EXTRACTED MATERIAL:
________________________
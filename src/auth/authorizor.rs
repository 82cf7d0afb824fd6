use oso::{Oso, PolarClass};

use crate::auth::{Platform, User};
use crate::entities::{Booking, Status};

pub fn new() -> Oso {
    let mut o = Oso::new();

    o.register_class(Platform::get_polar_class()).unwrap();
    o.register_class(User::get_polar_class()).unwrap();
    o.register_class(Booking::get_polar_class()).unwrap();
    o.register_class(Status::get_polar_class()).unwrap();

    o.load_str(include_str!("rules.polar")).unwrap();

    o
}

#[cfg(test)]
fn booking_owned_by(customer_id: uuid::Uuid) -> Booking {
    use crate::entities::{Corridor, Location, Quote, ServiceType, VehicleClass};

    let quote = Quote::route_based(
        ServiceType::AirportTransfer,
        Corridor::YycToCanmore,
        518.44,
        0.35,
    );

    Booking::new(
        customer_id,
        ServiceType::AirportTransfer,
        VehicleClass::LuxurySuv,
        Location::new("Calgary Airport (YYC)", None),
        Location::new("Canmore", None),
        chrono::Utc::now(),
        None,
        Vec::new(),
        &quote,
    )
}

#[test]
fn platform_roles_carry_over_to_bookings_test() {
    use uuid::Uuid;

    let authorizor = new();

    let admin = User {
        id: Uuid::new_v4(),
        roles: vec!["admin".into()],
    };

    let booking = booking_owned_by(Uuid::new_v4());

    let result = authorizor.query_rule("has_role", (admin.clone(), "admin", booking.clone()));
    assert!(result.unwrap().next().unwrap().is_ok());
}

#[test]
fn platform_role_test() {
    use uuid::Uuid;

    let authorizor = new();

    let system = User {
        id: Uuid::new_v4(),
        roles: vec!["system".into()],
    };

    let result = authorizor.query_rule("has_role", (system.clone(), "system", Platform::default()));
    assert!(result.unwrap().next().unwrap().is_ok());
}

#[test]
fn platform_permission_test() {
    use uuid::Uuid;

    let authorizor = new();

    let customer = User::new_customer(Uuid::new_v4());
    let admin = User {
        id: Uuid::new_v4(),
        roles: vec!["admin".into()],
    };
    let anonymous = User {
        id: Uuid::new_v4(),
        roles: vec![],
    };

    let result = authorizor.is_allowed(customer.clone(), "create_booking", Platform::default());
    assert_eq!(result.unwrap(), true);

    let result = authorizor.is_allowed(customer.clone(), "estimate_price", Platform::default());
    assert_eq!(result.unwrap(), true);

    let result = authorizor.is_allowed(customer.clone(), "read_own_bookings", Platform::default());
    assert_eq!(result.unwrap(), true);

    let result = authorizor.is_allowed(customer.clone(), "list_bookings", Platform::default());
    assert_eq!(result.unwrap(), false);

    // admins inherit the customer permissions

    let result = authorizor.is_allowed(admin.clone(), "create_booking", Platform::default());
    assert_eq!(result.unwrap(), true);

    let result = authorizor.is_allowed(admin.clone(), "list_bookings", Platform::default());
    assert_eq!(result.unwrap(), true);

    let result = authorizor.is_allowed(anonymous.clone(), "create_booking", Platform::default());
    assert_eq!(result.unwrap(), false);
}

#[test]
fn booking_owner_role_test() {
    use uuid::Uuid;

    let authorizor = new();

    let owner = User::new_customer(Uuid::new_v4());
    let stranger = User::new_customer(Uuid::new_v4());

    let booking = booking_owned_by(owner.id);

    let result = authorizor.query_rule("has_role", (owner.clone(), "owner", booking.clone()));
    assert!(result.unwrap().next().unwrap().is_ok());

    let result = authorizor.query_rule("has_role", (stranger.clone(), "owner", booking.clone()));
    assert!(result.unwrap().next().is_none());

    let result = authorizor.is_allowed(owner.clone(), "read", booking.clone());
    assert_eq!(result.unwrap(), true);

    let result = authorizor.is_allowed(owner.clone(), "cancel", booking.clone());
    assert_eq!(result.unwrap(), true);

    let result = authorizor.is_allowed(owner.clone(), "continue_payment", booking.clone());
    assert_eq!(result.unwrap(), true);

    let result = authorizor.is_allowed(owner.clone(), "request_final_payment", booking.clone());
    assert_eq!(result.unwrap(), false);

    let result = authorizor.is_allowed(stranger.clone(), "read", booking.clone());
    assert_eq!(result.unwrap(), false);

    let result = authorizor.is_allowed(stranger.clone(), "cancel", booking.clone());
    assert_eq!(result.unwrap(), false);

    let result = authorizor.is_allowed(stranger.clone(), "continue_payment", booking.clone());
    assert_eq!(result.unwrap(), false);
}

#[test]
fn booking_admin_role_test() {
    use uuid::Uuid;

    let authorizor = new();

    let admin = User {
        id: Uuid::new_v4(),
        roles: vec!["admin".into()],
    };

    let booking = booking_owned_by(Uuid::new_v4());

    let result = authorizor.is_allowed(admin.clone(), "read", booking.clone());
    assert_eq!(result.unwrap(), true);

    let result = authorizor.is_allowed(admin.clone(), "request_final_payment", booking.clone());
    assert_eq!(result.unwrap(), true);

    // cancellation and payment stay with the owner

    let result = authorizor.is_allowed(admin.clone(), "cancel", booking.clone());
    assert_eq!(result.unwrap(), false);

    let result = authorizor.is_allowed(admin.clone(), "continue_payment", booking.clone());
    assert_eq!(result.unwrap(), false);
}

#[test]
fn booking_system_role_test() {
    use uuid::Uuid;

    let authorizor = new();

    let system = User::new_system_user();

    let booking = booking_owned_by(Uuid::new_v4());

    let result = authorizor.query_rule("has_role", (system.clone(), "system", booking.clone()));
    assert!(result.unwrap().next().unwrap().is_ok());

    let result = authorizor.is_allowed(system.clone(), "read", booking.clone());
    assert_eq!(result.unwrap(), true);

    let result = authorizor.is_allowed(system.clone(), "request_final_payment", booking.clone());
    assert_eq!(result.unwrap(), true);

    let result = authorizor.is_allowed(system.clone(), "list_bookings", Platform::default());
    assert_eq!(result.unwrap(), true);
}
________________________
PROMPT: Each line in the entries above that includes the string "entities" adds to the count; state that count only.

TASK RESULT: 2